Софья Андреевна для тогдашнего Толстого оказалась прямо идеальною женою и вполне осуществила в себе те требования, которые Толстой предъявлял к семейной жизни. Красавица, светски-воспитанная (что для тогдашнего Толстого являлось необходимым условием); умелая, домовитая и энергичная хозяйка дома, всегда со связкой ключей на поясе; патриархально-семейственная, всю жизнь свою кладущая в мужа и детей. Чуть не год за годом идут у них дети, и оба они только радуются на это. Между мужем и женою – то тонкое, своеобразное взаимодействие, взаимодействие мужского и женского начал, которое обрисовано в «Войне и мире» в отношениях между Пьером и Наташей. «После семи лет супружества, – рассказывает Толстой, – Пьер чувствовал радостное, твердое сознание того, что он не дурной человек, и чувствовал он это потому, что он видел себя отраженным в своей жене. В себе он чувствовал все хорошее и дурное смешанным и затемнявшим одно другое. Но на жене его отражалось только то, что было истинно-хорошо; все не совсем хорошее было откинуто. И отражение это произошло не путем логической мысли, а другим, таинственным, непосредственным отражением».

Софья Андреевна являлась неутомимою заботницею о Толстом и помощницею в его литературных работах.
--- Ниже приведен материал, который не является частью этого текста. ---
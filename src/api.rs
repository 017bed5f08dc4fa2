//! Handle-style library surface.
//!
//! A [`KaGen`] context collects generator settings, drives a
//! [`GraphProducer`] on every rank and hands back a [`KaGenResult`] that owns
//! the local slice. The result is released by dropping it.

use crate::{
    assembly::{build_csr_from_edges, build_vertex_distribution, Csr},
    comm::Communicator,
    error::{domain_error, Result},
    graph::{Graph, GraphInfo, GraphRepresentation},
    io::{write_graph, OutputGraphConfig},
    types::{Edge, SInt, PEID},
};
use itertools::{Itertools, MinMaxResult};
use log::info;

/// Settings forwarded to the producer.
#[derive(Debug, Clone, PartialEq)]
pub struct GeneratorConfig {
    pub seed: u64,
    pub validate_undirected_graph: bool,
    pub print_basic_statistics: bool,
    pub print_advanced_statistics: bool,
    pub use_hp_floats: bool,
    /// Hint for how many chunks the producer splits its work into; 0 leaves
    /// the choice to the producer.
    pub k: SInt,
    pub write_output: bool,
    pub output: OutputGraphConfig,
}

impl Default for GeneratorConfig {
    fn default() -> Self {
        Self {
            seed: 1,
            validate_undirected_graph: false,
            print_basic_statistics: false,
            print_advanced_statistics: false,
            use_hp_floats: false,
            k: 0,
            write_output: false,
            output: OutputGraphConfig::default(),
        }
    }
}

/// Produces the local slice of a graph on one rank.
pub trait GraphProducer {
    fn produce(&self, config: &GeneratorConfig, rank: PEID, size: PEID) -> Result<Graph>;
}

impl<F> GraphProducer for F
where
    F: Fn(&GeneratorConfig, PEID, PEID) -> Result<Graph>,
{
    fn produce(&self, config: &GeneratorConfig, rank: PEID, size: PEID) -> Result<Graph> {
        self(config, rank, size)
    }
}

/// Generator context of one rank.
pub struct KaGen<'c> {
    comm: &'c dyn Communicator,
    config: GeneratorConfig,
}

impl<'c> KaGen<'c> {
    pub fn new(comm: &'c dyn Communicator) -> Self {
        KaGen {
            comm,
            config: GeneratorConfig::default(),
        }
    }

    pub fn config(&self) -> &GeneratorConfig {
        &self.config
    }

    pub fn set_seed(&mut self, seed: u64) {
        self.config.seed = seed;
    }

    pub fn enable_undirected_graph_verification(&mut self) {
        self.config.validate_undirected_graph = true;
    }

    pub fn enable_basic_statistics(&mut self) {
        self.config.print_basic_statistics = true;
    }

    /// Advanced statistics include the basic ones.
    pub fn enable_advanced_statistics(&mut self) {
        self.config.print_basic_statistics = true;
        self.config.print_advanced_statistics = true;
    }

    pub fn enable_output(&mut self, header: bool) {
        self.config.write_output = true;
        self.config.output.with_header = header;
    }

    pub fn set_output(&mut self, output: OutputGraphConfig) {
        self.config.output = output;
    }

    pub fn use_hp_floats(&mut self, state: bool) {
        self.config.use_hp_floats = state;
    }

    pub fn set_number_of_chunks(&mut self, k: SInt) {
        self.config.k = k;
    }

    /// Runs `producer` on this rank and post-processes its slice. Collective.
    pub fn generate<P: GraphProducer + ?Sized>(&self, producer: &P) -> Result<KaGenResult> {
        let (rank, size) = (self.comm.rank(), self.comm.size());
        let graph = producer
            .produce(&self.config, rank, size)
            .and_then(|graph| validate_sources(&graph).map(|_| graph));
        let failures = self.comm.all_reduce_sum(graph.is_err() as SInt)?;
        let mut graph = graph?;
        if failures > 0 {
            return domain_error(format!("{} rank(s) failed to generate", failures));
        }
        let info = GraphInfo::reduce(&graph, self.comm)?;
        if self.config.print_basic_statistics {
            self.print_statistics(&graph, &info)?;
        }
        if self.config.write_output {
            write_graph(&self.config.output, &graph, info, self.comm)?;
        }
        if graph.representation == GraphRepresentation::Csr {
            graph.edges = graph.edge_iter().collect();
            graph.representation = GraphRepresentation::EdgeList;
        }
        Ok(KaGenResult { graph, info })
    }

    fn print_statistics(&self, graph: &Graph, info: &GraphInfo) -> Result<()> {
        let local_n = self.comm.all_gather(graph.num_local_vertices())?;
        let local_m = self.comm.all_gather(graph.num_local_edges())?;
        let max_degree = if self.config.print_advanced_statistics {
            let degrees = build_csr_from_edges(graph.vertex_range, &graph.edge_iter().collect_vec())?;
            let local = degrees.xadj.windows(2).map(|w| w[1] - w[0]).max();
            Some(self.comm.all_gather(local.unwrap_or(0))?)
        } else {
            None
        };
        if self.comm.rank() != 0 {
            return Ok(());
        }
        info!("vertices: {}, edges: {}", info.n, info.m);
        info!("local vertices: {}", describe(&local_n));
        info!("local edges: {}", describe(&local_m));
        if let Some(max_degree) = max_degree {
            let avg = if info.n > 0 {
                info.m as f64 / info.n as f64
            } else {
                0.0
            };
            let max = max_degree.iter().max().copied().unwrap_or(0);
            info!("average degree: {:.3}, maximum degree: {}", avg, max);
        }
        Ok(())
    }
}

fn describe(values: &[SInt]) -> String {
    match values.iter().minmax() {
        MinMaxResult::NoElements => "none".to_string(),
        MinMaxResult::OneElement(v) => format!("{}", v),
        MinMaxResult::MinMax(min, max) => format!("min {}, max {}", min, max),
    }
}

fn validate_sources(graph: &Graph) -> Result<()> {
    let (first, last) = graph.vertex_range;
    if last < first {
        return domain_error(format!("invalid vertex range [{}, {})", first, last));
    }
    match graph.edge_iter().find(|&(u, _)| !graph.contains_vertex(u)) {
        Some((u, v)) => domain_error(format!(
            "edge ({}, {}) starts outside of the local vertex range [{}, {})",
            u, v, first, last
        )),
        None => Ok(()),
    }
}

/// The local slice of a generated graph.
#[derive(Debug, Clone)]
pub struct KaGenResult {
    graph: Graph,
    info: GraphInfo,
}

impl KaGenResult {
    pub fn vertex_range(&self) -> (SInt, SInt) {
        self.graph.vertex_range
    }

    pub fn edge_list(&self) -> &[Edge] {
        &self.graph.edges
    }

    pub fn info(&self) -> GraphInfo {
        self.info
    }

    pub fn graph(&self) -> &Graph {
        &self.graph
    }

    pub fn into_graph(self) -> Graph {
        self.graph
    }

    /// Collective; see [`crate::assembly::build_vertex_distribution`].
    pub fn vertex_distribution(&self, comm: &dyn Communicator) -> Result<Vec<SInt>> {
        build_vertex_distribution(self.graph.num_local_vertices(), comm)
    }

    /// Writes the `size + 1` boundaries of the vertex distribution into the
    /// front of `dist`. Collective.
    pub fn build_vertex_distribution(&self, comm: &dyn Communicator, dist: &mut [SInt]) -> Result<()> {
        let boundaries = self.vertex_distribution(comm)?;
        if dist.len() < boundaries.len() {
            return domain_error(format!(
                "distribution buffer holds {} entries, {} needed",
                dist.len(),
                boundaries.len()
            ));
        }
        dist[..boundaries.len()].copy_from_slice(&boundaries);
        Ok(())
    }

    pub fn csr(&self) -> Result<Csr> {
        build_csr_from_edges(self.graph.vertex_range, &self.graph.edges)
    }

    /// Writes the local CSR structure into the front of `xadj` and `adjncy`,
    /// which must hold `local_n + 1` and `local_m` entries.
    pub fn build_csr(&self, xadj: &mut [SInt], adjncy: &mut [SInt]) -> Result<()> {
        let local_n = self.graph.num_local_vertices() as usize;
        let local_m = self.graph.edges.len();
        if xadj.len() < local_n + 1 || adjncy.len() < local_m {
            return domain_error(format!(
                "CSR buffers hold {} and {} entries, {} and {} needed",
                xadj.len(),
                adjncy.len(),
                local_n + 1,
                local_m
            ));
        }
        let csr = self.csr()?;
        xadj[..csr.xadj.len()].copy_from_slice(&csr.xadj);
        adjncy[..csr.adjncy.len()].copy_from_slice(&csr.adjncy);
        Ok(())
    }
}

#[cfg(test)]
mod tests {
    use super::*;
    use crate::{
        comm::{launch, SingleComm},
        error::Error,
    };
    use tempfile::tempdir;

    fn path_producer(config: &GeneratorConfig, rank: PEID, size: PEID) -> Result<Graph> {
        let (first, n) = (rank as SInt * 3, size as SInt * 3);
        let edges = (first..first + 3).map(|u| (u, (u + config.seed) % n)).collect();
        Ok(Graph::new((first, first + 3), edges))
    }

    #[test]
    fn test_setters() {
        let mut kagen = KaGen::new(&SingleComm);
        kagen.set_seed(7);
        kagen.set_seed(7);
        kagen.enable_advanced_statistics();
        kagen.enable_output(false);
        kagen.use_hp_floats(true);
        kagen.set_number_of_chunks(16);
        let config = kagen.config();
        assert_eq!(config.seed, 7);
        assert!(config.print_basic_statistics && config.print_advanced_statistics);
        assert!(config.write_output && !config.output.with_header);
        assert!(config.use_hp_floats);
        assert_eq!(config.k, 16);
    }

    #[test]
    fn test_generate_and_assemble() {
        let results = launch(3, |comm| {
            let mut kagen = KaGen::new(comm);
            kagen.set_seed(1);
            kagen.enable_advanced_statistics();
            let result = kagen.generate(&path_producer).unwrap();
            let mut dist = vec![0; 5];
            result.build_vertex_distribution(comm, &mut dist).unwrap();
            let mut xadj = vec![0; 4];
            let mut adjncy = vec![0; 3];
            result.build_csr(&mut xadj, &mut adjncy).unwrap();
            (result.info(), dist, xadj, adjncy)
        })
        .unwrap();
        for (rank, (info, dist, xadj, adjncy)) in results.into_iter().enumerate() {
            assert_eq!((info.n, info.m), (9, 9));
            assert_eq!(dist, vec![0, 3, 6, 9, 0]);
            assert_eq!(xadj, vec![0, 1, 2, 3]);
            let first = rank as SInt * 3;
            assert_eq!(adjncy, vec![first + 1, first + 2, (first + 3) % 9]);
        }
    }

    #[test]
    fn test_small_buffers() {
        let kagen = KaGen::new(&SingleComm);
        let result = kagen.generate(&path_producer).unwrap();
        let mut dist = vec![0; 1];
        assert!(matches!(
            result.build_vertex_distribution(&SingleComm, &mut dist),
            Err(Error::Domain(_))
        ));
        let (mut xadj, mut adjncy) = (vec![0; 4], vec![0; 2]);
        assert!(matches!(
            result.build_csr(&mut xadj, &mut adjncy),
            Err(Error::Domain(_))
        ));
    }

    #[test]
    fn test_rejects_foreign_sources() {
        let producer = |_: &GeneratorConfig, rank: PEID, _: PEID| -> Result<Graph> {
            let edges = if rank == 1 { vec![(0, 1)] } else { vec![] };
            Ok(Graph::new((rank as SInt, rank as SInt + 1), edges))
        };
        let results = launch(2, |comm| KaGen::new(comm).generate(&producer).is_err()).unwrap();
        assert_eq!(results, vec![true, true]);
    }

    #[test]
    fn test_csr_result_is_normalized() {
        let producer = |_: &GeneratorConfig, _: PEID, _: PEID| -> Result<Graph> {
            Ok(Graph::from_csr((0, 2), vec![0, 1, 2], vec![1, 0]))
        };
        let result = KaGen::new(&SingleComm).generate(&producer).unwrap();
        assert_eq!(result.edge_list(), &[(0, 1), (1, 0)]);
    }

    #[test]
    fn test_output() {
        let dir = tempdir().unwrap();
        let path = dir.path().join("path.edgelist");
        let mut kagen = KaGen::new(&SingleComm);
        kagen.set_output(OutputGraphConfig::new(&path));
        kagen.enable_output(true);
        kagen.generate(&path_producer).unwrap();
        assert_eq!(
            std::fs::read_to_string(&path).unwrap(),
            "3 3\n0 1\n1 2\n2 0\n"
        );
    }
}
Она окружила его самым внимательным и нежным уходом, строго, ревниво оберегала его покой и удобства во время работы. Переписывала его черновики, которые он потом черкал и исправлял, а она опять переписывала. Но участие ее в творческой работе Толстого не ограничивалось только такою внешнею помощью. «Вот, Таня, я настоящая писательская жена!» – пишет она в 1874 году своей сестре. Действительно, она была настоящею писательскою женою.
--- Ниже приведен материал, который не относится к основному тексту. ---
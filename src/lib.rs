//! Distributed output, input and assembly of generated graphs.
//!
//! Every rank owns a contiguous range of vertices together with their
//! outgoing edges. [`io`] writes such slices into one shared file or one file
//! per rank and reads files back in rank-partitioned windows; [`assembly`]
//! turns the local edges into a vertex distribution and a CSR structure.

pub mod api;
pub mod assembly;
pub mod comm;
pub mod error;
pub mod graph;
pub mod io;
pub mod memory_manager;
pub mod types;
В чем достоинства такой писательской жены, истинной подруги и помощницы в творческой работе мужа-художника? Не просто в том, что она обладает тонким критическим чутьем и эстетическим вкусом, умением понять то, что хотел сказать художник. Дело гораздо сложнее и тоньше. Бессознательным, интуитивным женским своим чутьем она чувствует саму душу художника-мужа, сливается с нею и как бы сама живет душою в этой родной ей душе. Этим бессознательным своим чутьем она безошибочно улавливает в работе своего друга все фальшивое, слабое, неудавшееся. Ей незачем доказывать, обосновывать свое мнение, она, может быть, даже не сумеет этого. Но нужно ли и самому-то художнику доказывать себе, что такое-то место фальшиво или слабо, раз он почувствовал это? Такая подруга-жена художника является живым воплощением его собственной художественной совести. «Это плохо, фальшиво!» – Почему? – «Не знаю, а только плохо, фальшиво!» И такой умственно-неубедительный довод убеждает художника, потому что она высказала только то, что ему говорила его собственная художественная совесть, но что он хотел задушить, заглушить в себе из лени, из нежелания опять и опять перерабатывать неудавшееся место. Сила и слабость такой подруги-жены заключается в том, что она чувствует, что именно может и должен сделать не художник вообще, а именно он, данный художник, Лев Николаевич, потому что с ним созвучна ее душа. Незаменимая помощница и вдохновительница для Толстого, она, наверное, только вредила бы своею помощью и мешала бы, напр., Достоевскому. А умный друг-мужчина, вроде Н. Н. Страхова, своими тонкими критическими замечаниями одинаково был бы полезен и Толстому и Достоевскому. У женщины же дело не в уме, не в ее «малом умственном хозяйстве», которое Толстой ставит очень невысоко, а в могучей и огромной силе иррационального чувствования.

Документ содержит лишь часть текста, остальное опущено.